By lunch time I was getting a Bad Feeling about the whole enterprise. R also got a Bad Feeling every time he had to come down to the wild garden to talk to me about something, and the atmosphere turned stormy.
As if in sympathy, the atmosphere turned stormy, which is why, when I realised that there was a handsome male Lesser Hornet Hoverfly browsing the hemp agrimony, I had just about the worst imaginable time trying to take his photo, as the long slender stems were whipped back and forth at high speed. I found myself thinking bitterly that his Latin name, Volucella inanis, felt like a comment on the inadvisability of attempting macro photography under these conditions. I also found myself wanting to scream, but managed to hang on to the last shreds of my self-control.
By the time I'd rattled off 300 frames at this one subject, I was reasonably confident that something would be at least approximately in focus, so I went back to watching the pond. Then I fetched a book and read several chapters, while watching the pond. After a while I realised that I was actually quite cold, so I went back to the house for a while, and when I came back out and (pessimistically) checked the net, to my astonishment the fish was in it, lunching on soggy bread.

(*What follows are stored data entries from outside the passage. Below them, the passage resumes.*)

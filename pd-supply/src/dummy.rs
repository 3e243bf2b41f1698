//! Implements a dummy transport and delay for testing.
use std::collections::HashMap;
use std::vec::Vec;

use embedded_hal::delay::DelayNs;
use pd_supply_traits::{Transport, TransportError};

use crate::sink::pdo::{FixedSupply, ProgrammableSupply};

/// A register transfer, as seen on the bus.
#[derive(Debug, Clone, PartialEq, Eq)]
pub enum Transfer {
    Read { device: u8, register: u8, len: usize },
    Write { device: u8, register: u8, data: Vec<u8> },
}

/// A dummy transport that emulates flat, auto-incrementing register maps.
#[derive(Debug, Default)]
pub struct DummyTransport {
    registers: HashMap<(u8, u8), u8>,
    transfers: Vec<Transfer>,
    /// Number of transfers that succeed before the next one fails.
    fail_after: Option<usize>,
}

impl DummyTransport {
    /// Create a new dummy transport with all registers cleared.
    pub fn new() -> Self {
        Self::default()
    }

    /// Preset register content, starting at `register`.
    pub fn inject_registers(&mut self, device: u8, register: u8, data: &[u8]) {
        for (offset, byte) in data.iter().enumerate() {
            self.registers.insert((device, register + offset as u8), *byte);
        }
    }

    /// Current content of a single register.
    pub fn register(&self, device: u8, register: u8) -> u8 {
        self.registers.get(&(device, register)).copied().unwrap_or_default()
    }

    /// Let `successful` further transfers pass, then fail every transfer.
    pub fn fail_after(&mut self, successful: usize) {
        self.fail_after = Some(successful);
    }

    /// All transfers since the last call.
    pub fn probe_transfers(&mut self) -> Vec<Transfer> {
        core::mem::take(&mut self.transfers)
    }

    /// All writes since the last call, transfers of other kinds are discarded.
    pub fn probe_writes(&mut self) -> Vec<(u8, Vec<u8>)> {
        self.probe_transfers()
            .into_iter()
            .filter_map(|transfer| match transfer {
                Transfer::Write { register, data, .. } => Some((register, data)),
                Transfer::Read { .. } => None,
            })
            .collect()
    }

    fn check_failure(&mut self) -> Result<(), TransportError> {
        match self.fail_after {
            Some(0) => Err(TransportError::NoAcknowledge),
            Some(ref mut remaining) => {
                *remaining -= 1;
                Ok(())
            }
            None => Ok(()),
        }
    }
}

impl Transport for DummyTransport {
    fn read(&mut self, device: u8, register: u8, buffer: &mut [u8]) -> Result<(), TransportError> {
        self.check_failure()?;

        for (offset, byte) in buffer.iter_mut().enumerate() {
            *byte = self.register(device, register + offset as u8);
        }
        self.transfers.push(Transfer::Read {
            device,
            register,
            len: buffer.len(),
        });

        Ok(())
    }

    fn write(&mut self, device: u8, register: u8, data: &[u8]) -> Result<(), TransportError> {
        self.check_failure()?;

        self.inject_registers(device, register, data);
        self.transfers.push(Transfer::Write {
            device,
            register,
            data: data.to_vec(),
        });

        Ok(())
    }
}

/// A dummy delay that records requested delays instead of blocking.
#[derive(Debug, Default)]
pub struct DummyDelay {
    /// Requested delays in milliseconds.
    pub delays: Vec<u32>,
}

impl DelayNs for DummyDelay {
    fn delay_ns(&mut self, _ns: u32) {
        // Do nothing.
    }

    fn delay_ms(&mut self, ms: u32) {
        self.delays.push(ms);
    }
}

/// Build a fixed supply PDO.
pub fn fixed_pdo(millivolts: u16, milliamperes: u16) -> u32 {
    FixedSupply::default()
        .with_raw_voltage(millivolts / 50)
        .with_raw_max_current(milliamperes / 10)
        .0
}

/// Build a PPS APDO.
pub fn pps_pdo(min_millivolts: u16, max_millivolts: u16, milliamperes: u16) -> u32 {
    ProgrammableSupply::default()
        .with_raw_min_voltage((min_millivolts / 100) as u8)
        .with_raw_max_voltage((max_millivolts / 100) as u8)
        .with_raw_max_current((milliamperes / 50) as u8)
        .0
}

/// Serialize PDOs into a zero-padded capability table.
pub fn capability_table(pdos: &[u32]) -> [u8; 28] {
    let mut table = [0u8; 28];
    for (chunk, pdo) in table.chunks_exact_mut(4).zip(pdos) {
        chunk.copy_from_slice(&pdo.to_le_bytes());
    }
    table
}

/// Dummy capability table to parse.
///
/// - Fixed 5 V at 3 A
/// - Fixed 9 V at 3 A
/// - Fixed 15 V at 3 A
/// - Fixed 20 V at 2.25 A
/// - PPS 3.3-11 V at 5 A
pub const DUMMY_CAPABILITIES: [u8; 28] = [
    0x2c, // +
    0x91, // | Fixed 5V @ 3A
    0x01, // |
    0x08, // +
    0x2c, // +
    0xD1, // |
    0x02, // | Fixed 9V @ 3A
    0x00, // +
    0x2C, // +
    0xB1, // |
    0x04, // | Fixed 15V @ 3A
    0x00, // +
    0xE1, // +
    0x40, // |
    0x06, // | Fixed 20V @ 2.25A
    0x00, // +
    0x64, // +
    0x21, // |
    0xDC, // | PPS 3.3-11V @ 5A
    0xC8, // +
    0x00, 0x00, 0x00, 0x00, // Empty slot
    0x00, 0x00, 0x00, 0x00, // Empty slot
];

#[cfg(test)]
mod tests {
    use pd_supply_traits::{Transport, TransportError};

    use crate::dummy::{DummyTransport, Transfer};

    #[test]
    fn test_auto_increment() {
        let mut transport = DummyTransport::new();

        transport.write(0x51, 0x30, &[1, 2, 3, 4]).unwrap();

        let mut buf = [0u8; 2];
        transport.read(0x51, 0x32, &mut buf).unwrap();
        assert_eq!(buf, [3, 4]);

        // Devices do not share registers.
        transport.read(0x74, 0x30, &mut buf).unwrap();
        assert_eq!(buf, [0, 0]);

        assert_eq!(transport.probe_transfers().len(), 3);
    }

    #[test]
    fn test_injected_failure() {
        let mut transport = DummyTransport::new();
        transport.fail_after(1);

        transport.write(0x74, 0x06, &[0xA0]).unwrap();
        assert_eq!(transport.write(0x74, 0x06, &[0x20]), Err(TransportError::NoAcknowledge));

        assert_eq!(
            transport.probe_transfers(),
            [Transfer::Write {
                device: 0x74,
                register: 0x06,
                data: std::vec![0xA0]
            }]
        );
        assert_eq!(transport.register(0x74, 0x06), 0xA0);
    }
}
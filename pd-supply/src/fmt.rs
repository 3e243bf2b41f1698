//! Logging shim.
//!
//! Forwards to `defmt` or `log`, depending on the enabled feature, and compiles to nothing otherwise.
#![macro_use]
#![allow(unused_macros)]

macro_rules! trace {
    ($s:literal $(, $x:expr)* $(,)?) => {
        {
            #[cfg(feature = "log")]
            ::log::trace!($s $(, $x)*);
            #[cfg(feature = "defmt")]
            ::defmt::trace!($s $(, $x)*);
            #[cfg(not(any(feature = "log", feature = "defmt")))]
            let _ = ($( & $x ),*);
        }
    };
}

macro_rules! debug {
    ($s:literal $(, $x:expr)* $(,)?) => {
        {
            #[cfg(feature = "log")]
            ::log::debug!($s $(, $x)*);
            #[cfg(feature = "defmt")]
            ::defmt::debug!($s $(, $x)*);
            #[cfg(not(any(feature = "log", feature = "defmt")))]
            let _ = ($( & $x ),*);
        }
    };
}

macro_rules! info {
    ($s:literal $(, $x:expr)* $(,)?) => {
        {
            #[cfg(feature = "log")]
            ::log::info!($s $(, $x)*);
            #[cfg(feature = "defmt")]
            ::defmt::info!($s $(, $x)*);
            #[cfg(not(any(feature = "log", feature = "defmt")))]
            let _ = ($( & $x ),*);
        }
    };
}

macro_rules! warn {
    ($s:literal $(, $x:expr)* $(,)?) => {
        {
            #[cfg(feature = "log")]
            ::log::warn!($s $(, $x)*);
            #[cfg(feature = "defmt")]
            ::defmt::warn!($s $(, $x)*);
            #[cfg(not(any(feature = "log", feature = "defmt")))]
            let _ = ($( & $x ),*);
        }
    };
}

macro_rules! error {
    ($s:literal $(, $x:expr)* $(,)?) => {
        {
            #[cfg(feature = "log")]
            ::log::error!($s $(, $x)*);
            #[cfg(feature = "defmt")]
            ::defmt::error!($s $(, $x)*);
            #[cfg(not(any(feature = "log", feature = "defmt")))]
            let _ = ($( & $x ),*);
        }
    };
}
//! USB PD supply controller traits.
//!
//! Provides the register transport trait that both controlled chips are driven through.
#![cfg_attr(not(test), no_std)]
#![warn(missing_docs)]

/// Transport Error.
#[derive(Debug, Clone, Copy, PartialEq, Eq)]
#[cfg_attr(feature = "defmt", derive(defmt::Format))]
pub enum TransportError {
    /// The addressed device did not acknowledge an address or data byte.
    NoAcknowledge,

    /// Bus error, e.g. a misplaced start/stop condition or lost arbitration.
    Bus,

    /// The transfer did not fit into the transport's buffers.
    Overrun,

    /// Any other failure reported by the underlying peripheral.
    Other,
}

/// Register transport, through which the sessions talk to their chips.
///
/// Every call is one blocking bus transaction. Implementations do not retry;
/// a failed transfer is reported as-is and the caller aborts its operation.
pub trait Transport {
    /// Write the `register` address to `device`, then read `buffer.len()` bytes back.
    fn read(&mut self, device: u8, register: u8, buffer: &mut [u8]) -> Result<(), TransportError>;

    /// Write the `register` address to `device`, followed by `data`.
    fn write(&mut self, device: u8, register: u8, data: &[u8]) -> Result<(), TransportError>;
}

impl<T: Transport + ?Sized> Transport for &mut T {
    fn read(&mut self, device: u8, register: u8, buffer: &mut [u8]) -> Result<(), TransportError> {
        T::read(self, device, register, buffer)
    }

    fn write(&mut self, device: u8, register: u8, data: &[u8]) -> Result<(), TransportError> {
        T::write(self, device, register, data)
    }
}
//! Reaction to faults that the regulator reports.
//!
//! A fault always disables the output. Turning it back on is left to the caller.
use super::codec::RegulatorStatus;

/// The fault that triggered a protection action.
#[derive(Debug, Clone, Copy, PartialEq, Eq)]
#[cfg_attr(feature = "defmt", derive(defmt::Format))]
#[cfg_attr(feature = "serde", derive(serde::Serialize, serde::Deserialize))]
pub enum FaultKind {
    /// Output short circuit.
    ShortCircuit,
    /// Output overcurrent.
    OverCurrent,
    /// Output overvoltage.
    OverVoltage,
}

/// The required reaction to a status read.
#[derive(Debug, Clone, Copy, PartialEq, Eq)]
#[cfg_attr(feature = "defmt", derive(defmt::Format))]
#[cfg_attr(feature = "serde", derive(serde::Serialize, serde::Deserialize))]
pub enum Action {
    /// No fault, nothing to do.
    None,
    /// Clear the output enable bit.
    DisableOutput(FaultKind),
}

/// Decide on the reaction to `status`.
///
/// With several faults at once, the first of short circuit, overcurrent and overvoltage is reported.
pub fn check_and_act(status: &RegulatorStatus) -> Action {
    let fault = if status.short_circuit {
        FaultKind::ShortCircuit
    } else if status.over_current {
        FaultKind::OverCurrent
    } else if status.over_voltage {
        FaultKind::OverVoltage
    } else {
        return Action::None;
    };

    Action::DisableOutput(fault)
}

#[cfg(test)]
mod tests {
    use super::*;
    use crate::regulator::codec::{OperatingMode, decode_status};

    #[test]
    fn test_no_fault() {
        let status = decode_status(0b0100_0000);
        assert_eq!(status.mode, OperatingMode::Buck);
        assert_eq!(check_and_act(&status), Action::None);
    }

    #[test]
    fn test_priority() {
        // Overcurrent and overvoltage.
        let status = decode_status(0b0000_0110);
        assert_eq!(check_and_act(&status), Action::DisableOutput(FaultKind::OverCurrent));

        // All faults.
        let status = decode_status(0b0000_0111);
        assert_eq!(check_and_act(&status), Action::DisableOutput(FaultKind::ShortCircuit));

        let status = decode_status(0b1000_0100);
        assert_eq!(check_and_act(&status), Action::DisableOutput(FaultKind::OverVoltage));
    }
}
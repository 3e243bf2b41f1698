//! The PD sink side, built around the AP33772 sink controller.
//!
//! The controller runs the PD protocol on its own. The host reads the source's capabilities
//! from it, decides on a profile and writes back a request data object (RDO).
//!
//! - [`pdo`] parses the raw capability table into a typed catalog.
//! - [`request`] holds the request data objects and the profile selection policy.
//! - [`status`] decodes the status register into negotiation events.
//! - [`device`] ties these together in a session that owns all negotiation state.
pub mod device;
pub mod pdo;
pub mod registers;
pub mod request;
pub mod status;

pub use device::{Ap33772, Config, Contract};
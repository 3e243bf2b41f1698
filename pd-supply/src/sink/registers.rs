//! Register map of the AP33772 sink controller.
use proc_bitfield::bitfield;

/// Default 7-bit I2C address.
pub const DEFAULT_ADDRESS: u8 = 0x51;

/// Source PDO table, 7 slots of 4 bytes each.
pub const SRCPDO: u8 = 0x00;
/// Number of valid PDOs in the table.
pub const PDONUM: u8 = 0x1C;
/// Negotiation and protection status.
pub const STATUS: u8 = 0x1D;
/// Interrupt mask, same layout as [`STATUS`].
pub const MASK: u8 = 0x1E;
/// VBUS voltage, 80 mV per LSB.
pub const VOLTAGE: u8 = 0x20;
/// VBUS current, 24 mA per LSB.
pub const CURRENT: u8 = 0x21;
/// NTC temperature, 1 °C per LSB.
pub const TEMP: u8 = 0x22;
/// Over-current protection threshold, 50 mA per LSB.
pub const OCPTHR: u8 = 0x23;
/// Over-temperature protection threshold, 1 °C per LSB.
pub const OTPTHR: u8 = 0x24;
/// De-rating threshold, 1 °C per LSB.
pub const DRTHR: u8 = 0x25;
/// NTC resistance at 25 °C, 16 bit little endian, in Ohm.
pub const TR25: u8 = 0x28;
/// NTC resistance at 50 °C.
pub const TR50: u8 = 0x2A;
/// NTC resistance at 75 °C.
pub const TR75: u8 = 0x2C;
/// NTC resistance at 100 °C.
pub const TR100: u8 = 0x2E;
/// Request data object, 4 bytes little endian.
pub const RDO: u8 = 0x30;

/// Length of the source PDO table in bytes.
pub const SRCPDO_LENGTH: usize = 28;

/// LSB of the VBUS voltage reading in mV.
pub const VOLTAGE_LSB_MILLIVOLTS: u32 = 80;
/// LSB of the VBUS current reading in mA.
pub const CURRENT_LSB_MILLIAMPERES: u32 = 24;
/// LSB of the over-current threshold in mA.
pub const OCP_THRESHOLD_LSB_MILLIAMPERES: u32 = 50;

bitfield! {
    /// Status register content.
    ///
    /// The mask register uses the same layout: a set bit enables the respective interrupt.
    #[derive(Clone, Copy, PartialEq, Eq, Default)]
    #[cfg_attr(feature = "defmt", derive(defmt::Format))]
    #[cfg_attr(feature = "serde", derive(serde::Serialize, serde::Deserialize))]
    pub struct Status(pub u8): Debug, FromStorage, IntoStorage {
        /// Negotiation finished.
        pub ready: bool @ 0,
        /// Negotiation succeeded.
        pub success: bool @ 1,
        /// A new set of PDOs was received.
        pub new_pdo: bool @ 2,
        /// Over-voltage protection triggered.
        pub ovp: bool @ 4,
        /// Over-current protection triggered.
        pub ocp: bool @ 5,
        /// Over-temperature protection triggered.
        pub otp: bool @ 6,
        /// DR event (data role change).
        pub dr: bool @ 7,
    }
}

/// Interrupt mask flags, laid out like [`Status`].
pub type Mask = Status;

Twenty minutes later the fish was in the river, where I hope it has a wonderful time right up till it gets eaten by something bigger, and as soon as we arrived back home I started the tedious process of refilling the pond. By dinner time all the plants, diving beetles, water snails, and larvae (well, I only found one actual larva, but that doesn't mean there weren't smaller ones that I didn't notice!) were back in their home, and the drained water and sludge had been carefully poured back in. It looks like soup again, of course, but it will clear over the next couple of days.
I'm now quite tired, but with the fish rehomed and a dozen of my 300 shots turning out to be - more or less - in focus, I can at least congratulate myself on a couple of outcomes that were better than had seemed likely earlier in the day. I just wish I could shake the nagging feeling I have that there might have been more than one fish in the pond......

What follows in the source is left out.